Congratulations Andrea Rutan for receiving a summer grant from the Ali Vural Ak Center for Global Islamic Studies (http://islamicstudiescenter.gmu.edu/) to conduct research in Germany!  Read below to learn about her plans. 

What will you be researching during fieldwork? 

My dissertation is an attempt to address the concept Heimat [home, homeland, native region] as it is either explicitly or implicitly positioned within various discourses in Germany. The aim of my field research in Germany is to investigate ‘two sites’ visibly enmeshed in local, regional, and transnational spheres of cultural production: The PEGIDA movements and its counter-protests, and the preserved material culture of the 1989 peaceful Monday demonstrations. Overall, the materials to be considered in this investigation consist of ‘two sites’ that are simultaneously engaged in the cultural production of the German idea Heimat and implicated in its workings.

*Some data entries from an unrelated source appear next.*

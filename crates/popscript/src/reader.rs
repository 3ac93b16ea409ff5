use std::io::BufRead;

use crate::error::{CompileError, CompileResult};
use crate::PopRc;

#[derive(Clone, Debug, PartialEq, Eq)]
/// A single immutable line of the loaded source.
///
/// Every line owns one synthetic position past its last character that
/// reads as `'\n'`, so the flattened source is addressable as a contiguous
/// run of characters.
pub struct Line {
    number: usize,
    offset: usize,
    chars: Vec<char>,
}

impl Line {
    /// The 1-based line number.
    pub fn number(&self) -> usize {
        self.number
    }

    /// Offset of the first character into the flattened source.
    pub fn offset(&self) -> usize {
        self.offset
    }

    /// Offset of the synthetic newline, `offset + chars`.
    pub fn endset(&self) -> usize {
        self.offset + self.chars.len()
    }

    /// Character count including the synthetic newline.
    pub fn len(&self) -> usize {
        self.chars.len() + 1
    }

    pub fn is_empty(&self) -> bool {
        self.chars.is_empty()
    }

    /// The raw characters, without the synthetic newline.
    pub fn text(&self) -> String {
        self.chars.iter().collect()
    }

    /// The character at a line-local index.
    fn char_at(&self, local: usize) -> char {
        if local == self.chars.len() {
            '\n'
        } else {
            self.chars[local]
        }
    }
}

#[derive(Clone, Debug)]
/// A character-accurate cursor over the line-indexed source buffer.
///
/// The cursor supports random access, signed-offset peeking, backtracking
/// and delimiter skipping. Sub-cursors share the underlying lines and are
/// restricted to a `[start, end)` range of absolute positions. A freshly
/// loaded cursor sits before the start; the first `next` yields the first
/// character of line 1.
pub struct CodeReader {
    lines: PopRc<[Line]>,
    /// Current absolute position, `None` while before the start.
    index: Option<usize>,
    start: usize,
    end: usize,
    /// Index into `lines` of the most recently visited line. Lookups scan
    /// from here in the direction of movement.
    line_cursor: usize,
}

impl CodeReader {
    /// Partitions source text into lines and returns a cursor before the
    /// start of it.
    pub fn load(source: &str) -> CodeReader {
        let mut lines = Vec::new();
        let mut offset = 0;
        for (idx, raw) in source.split('\n').enumerate() {
            let raw = raw.strip_suffix('\r').unwrap_or(raw);
            let chars: Vec<char> = raw.chars().collect();
            let len = chars.len() + 1;
            lines.push(Line {
                number: idx + 1,
                offset,
                chars,
            });
            offset += len;
        }
        let end = offset;
        CodeReader {
            lines: lines.into(),
            index: None,
            start: 0,
            end,
            line_cursor: 0,
        }
    }

    /// Loads the full contents of a buffered reader.
    pub fn from_reader(mut reader: impl BufRead) -> std::io::Result<CodeReader> {
        let mut source = String::new();
        reader.read_to_string(&mut source)?;
        Ok(CodeReader::load(&source))
    }

    /// Yields a cursor restricted to `[from, to)` sharing the underlying
    /// lines. The new cursor starts before `from`.
    pub fn subpart(&self, from: usize, to: usize) -> CompileResult<CodeReader> {
        if from > to || to > self.total_len() {
            return Err(CompileError::BadIndex {
                index: from.max(to),
                min: 0,
                max: self.total_len(),
            });
        }
        let line_cursor = if from < self.total_len() {
            self.line_of(from)
        } else {
            self.line_cursor
        };
        Ok(CodeReader {
            lines: PopRc::clone(&self.lines),
            index: None,
            start: from,
            end: to,
            line_cursor,
        })
    }

    /// The 1-based number of the line under the cursor, or 0 before any
    /// movement on an unread cursor.
    pub fn current_line(&self) -> usize {
        match self.index {
            Some(_) => self.lines[self.line_cursor].number(),
            None => 0,
        }
    }

    /// The current absolute position, if the cursor has started.
    pub fn current_index(&self) -> Option<usize> {
        self.index
    }

    /// One past the last addressable position of this cursor.
    pub fn max_index(&self) -> usize {
        self.end
    }

    /// Rewinds to the before-start state.
    pub fn reset(&mut self) {
        self.index = None;
    }

    /// Returns whether a `next` call would succeed.
    pub fn has_next(&self) -> bool {
        match self.index {
            None => self.start < self.end,
            Some(idx) => idx + 1 < self.end,
        }
    }

    /// Advances one character.
    pub fn next(&mut self) -> CompileResult<char> {
        let target = match self.index {
            None => self.start,
            Some(idx) => idx + 1,
        };
        if target >= self.end {
            self.index = Some(self.end);
            return Err(CompileError::EndOfSource);
        }
        self.line_cursor = self.line_of(target);
        self.index = Some(target);
        let line = &self.lines[self.line_cursor];
        Ok(line.char_at(target - line.offset()))
    }

    /// The character at the current position.
    pub fn peek(&self) -> CompileResult<char> {
        self.peek_at(0)
    }

    /// The character at the current position offset by `k`, without
    /// advancing.
    pub fn peek_at(&self, k: isize) -> CompileResult<char> {
        let target = self.offset_index(k)?;
        let line = &self.lines[self.line_of(target)];
        Ok(line.char_at(target - line.offset()))
    }

    /// Tests whether `peek_at(k)` would succeed.
    pub fn can_peek(&self, k: isize) -> bool {
        self.offset_index(k).is_ok()
    }

    /// Jumps to an absolute position and returns the character there.
    pub fn move_to(&mut self, target: usize) -> CompileResult<char> {
        if target < self.start || target >= self.end {
            return Err(CompileError::BadIndex {
                index: target,
                min: self.start,
                max: self.end,
            });
        }
        self.line_cursor = self.line_of(target);
        self.index = Some(target);
        let line = &self.lines[self.line_cursor];
        Ok(line.char_at(target - line.offset()))
    }

    /// Jumps relative to the current position.
    pub fn move_by(&mut self, k: isize) -> CompileResult<char> {
        let base = self.index.ok_or(CompileError::EndOfSource)?;
        let target = base
            .checked_add_signed(k)
            .ok_or(CompileError::BadIndex {
                index: 0,
                min: self.start,
                max: self.end,
            })?;
        self.move_to(target)
    }

    /// Consumes characters until the terminator is seen. End of source is
    /// tolerated silently.
    pub fn seek_or_end(&mut self, terminator: char) {
        while let Ok(c) = self.next() {
            if c == terminator {
                return;
            }
        }
    }

    /// Consumes characters until the two-character sequence `c1 c2` is
    /// seen, consuming both. End of source is tolerated silently.
    pub fn seek_pair_or_end(&mut self, c1: char, c2: char) {
        while let Ok(c) = self.next() {
            if c == c1 && self.can_peek(1) && self.peek_at(1) == Ok(c2) {
                let _ = self.next();
                return;
            }
        }
    }

    /// Non-destructive lookahead: skips spaces and tabs and reports whether
    /// the next non-space character equals `c`. The position is restored
    /// whether or not the match succeeds.
    pub fn find_ignore_spaces(&mut self, c: char) -> bool {
        let saved_index = self.index;
        let saved_line = self.line_cursor;
        let found = loop {
            match self.next() {
                Ok(' ') | Ok('\t') => continue,
                Ok(other) => break other == c,
                Err(_) => break false,
            }
        };
        self.index = saved_index;
        self.line_cursor = saved_line;
        found
    }

    /// Total flattened length of the underlying buffer, independent of any
    /// sub-cursor restriction.
    fn total_len(&self) -> usize {
        self.lines.last().map(Line::endset).map_or(0, |e| e + 1)
    }

    fn offset_index(&self, k: isize) -> CompileResult<usize> {
        let base = self.index.ok_or(CompileError::EndOfSource)?;
        let target = base.checked_add_signed(k).ok_or(CompileError::BadIndex {
            index: 0,
            min: self.start,
            max: self.end,
        })?;
        if target < self.start || target >= self.end {
            return Err(CompileError::BadIndex {
                index: target,
                min: self.start,
                max: self.end,
            });
        }
        Ok(target)
    }

    /// Finds the line containing `target` by scanning from the cached line
    /// in the direction of movement. Amortised O(1) for monotone scans.
    fn line_of(&self, target: usize) -> usize {
        let mut l = self.line_cursor.min(self.lines.len() - 1);
        while self.lines[l].endset() < target {
            l += 1;
        }
        while self.lines[l].offset() > target {
            l -= 1;
        }
        l
    }
}

#[cfg(test)]
mod tests {
    use super::*;

    fn drain(reader: &mut CodeReader) -> String {
        let mut out = String::new();
        while let Ok(c) = reader.next() {
            out.push(c);
        }
        out
    }

    #[test]
    fn next_walks_lines_with_synthetic_newlines() {
        let mut reader = CodeReader::load("ab\ncd");
        assert_eq!(drain(&mut reader), "ab\ncd\n");
    }

    #[test]
    fn empty_source_is_a_single_newline() {
        let mut reader = CodeReader::load("");
        assert_eq!(reader.next(), Ok('\n'));
        assert_eq!(reader.next(), Err(CompileError::EndOfSource));
    }

    #[test]
    fn first_next_returns_line_one_character_zero() {
        let mut reader = CodeReader::load("xyz");
        assert_eq!(reader.current_line(), 0);
        assert_eq!(reader.next(), Ok('x'));
        assert_eq!(reader.current_line(), 1);
        assert_eq!(reader.current_index(), Some(0));
    }

    #[test]
    fn peek_offsets_do_not_advance() {
        let mut reader = CodeReader::load("abc");
        reader.next().unwrap();
        reader.next().unwrap();
        assert_eq!(reader.peek(), Ok('b'));
        assert_eq!(reader.peek_at(1), Ok('c'));
        assert_eq!(reader.peek_at(-1), Ok('a'));
        assert_eq!(reader.current_index(), Some(1));
    }

    #[test]
    fn can_peek_respects_bounds() {
        let mut reader = CodeReader::load("ab");
        reader.next().unwrap();
        assert!(reader.can_peek(2)); // the synthetic newline
        assert!(!reader.can_peek(3));
        assert!(!reader.can_peek(-1));
    }

    #[test]
    fn move_to_is_random_access() {
        let mut reader = CodeReader::load("ab\ncd");
        assert_eq!(reader.move_to(3), Ok('c'));
        assert_eq!(reader.current_line(), 2);
        assert_eq!(reader.move_to(0), Ok('a'));
        assert_eq!(reader.current_line(), 1);
        assert_eq!(
            reader.move_to(99),
            Err(CompileError::BadIndex {
                index: 99,
                min: 0,
                max: 6
            })
        );
    }

    #[test]
    fn move_by_is_relative() {
        let mut reader = CodeReader::load("abcd");
        reader.next().unwrap();
        assert_eq!(reader.move_by(2), Ok('c'));
        assert_eq!(reader.move_by(-2), Ok('a'));
    }

    #[test]
    fn seek_or_end_consumes_through_terminator() {
        let mut reader = CodeReader::load("xx;yy");
        reader.seek_or_end(';');
        assert_eq!(reader.next(), Ok('y'));
    }

    #[test]
    fn seek_or_end_tolerates_eof() {
        let mut reader = CodeReader::load("xx");
        reader.seek_or_end(';');
        assert!(!reader.has_next());
    }

    #[test]
    fn seek_pair_consumes_both_delimiters() {
        let mut reader = CodeReader::load("a*b*/c");
        reader.seek_pair_or_end('*', '/');
        assert_eq!(reader.next(), Ok('c'));
    }

    #[test]
    fn find_ignore_spaces_restores_position() {
        let mut reader = CodeReader::load("a  \t(x");
        reader.next().unwrap();
        assert!(reader.find_ignore_spaces('('));
        assert_eq!(reader.current_index(), Some(0));
        assert!(!reader.find_ignore_spaces('{'));
        assert_eq!(reader.current_index(), Some(0));
    }

    #[test]
    fn subpart_restricts_the_range() {
        let reader = CodeReader::load("abcdef");
        let mut sub = reader.subpart(2, 4).unwrap();
        assert_eq!(drain(&mut sub), "cd");
    }

    #[test]
    fn subpart_shares_line_numbers() {
        let reader = CodeReader::load("ab\ncd\nef");
        let mut sub = reader.subpart(3, 5).unwrap();
        sub.next().unwrap();
        assert_eq!(sub.current_line(), 2);
    }

    #[test]
    fn newline_positions_read_back_as_newline() {
        let mut reader = CodeReader::load("a\nb");
        assert_eq!(reader.move_to(1), Ok('\n'));
        assert_eq!(reader.move_to(3), Ok('\n'));
    }

    #[test]
    fn crlf_line_ends_are_normalised() {
        let mut reader = CodeReader::load("ab\r\ncd");
        assert_eq!(drain(&mut reader), "ab\ncd\n");
    }
}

What methods of data collection will you be using? 

I adopt a historical-materialist approach to the phenomenon Heimat and incorporate historical and ethnographic methods and techniques for collecting and recording the data. My plan is to conduct archival research regarding the emergence and development of the PEGIDA movements and its counter-protests, legislative acts and documents from political parties on the PEGIDA movements, debates on immigration control, and surveillance practices at the Berlin State Library and the Federal Archives in Berlin. The ethnographic component includes participatory observation of guided tours at the Dresdner “Peaceful Revolution Trail” and the study of the preserved material culture of the 1989 Monday marches at the Berlin Wall Memorial at Bernauer Straße. The historical and ethnographic research methods allow me to interrogate, in unobtrusive ways, the material, discursive, and imaginary productions of Heimat at ‘two sites.’ The dialectical method works to keep these analytical objects open, fluid, and, most importantly, systematically interconnected.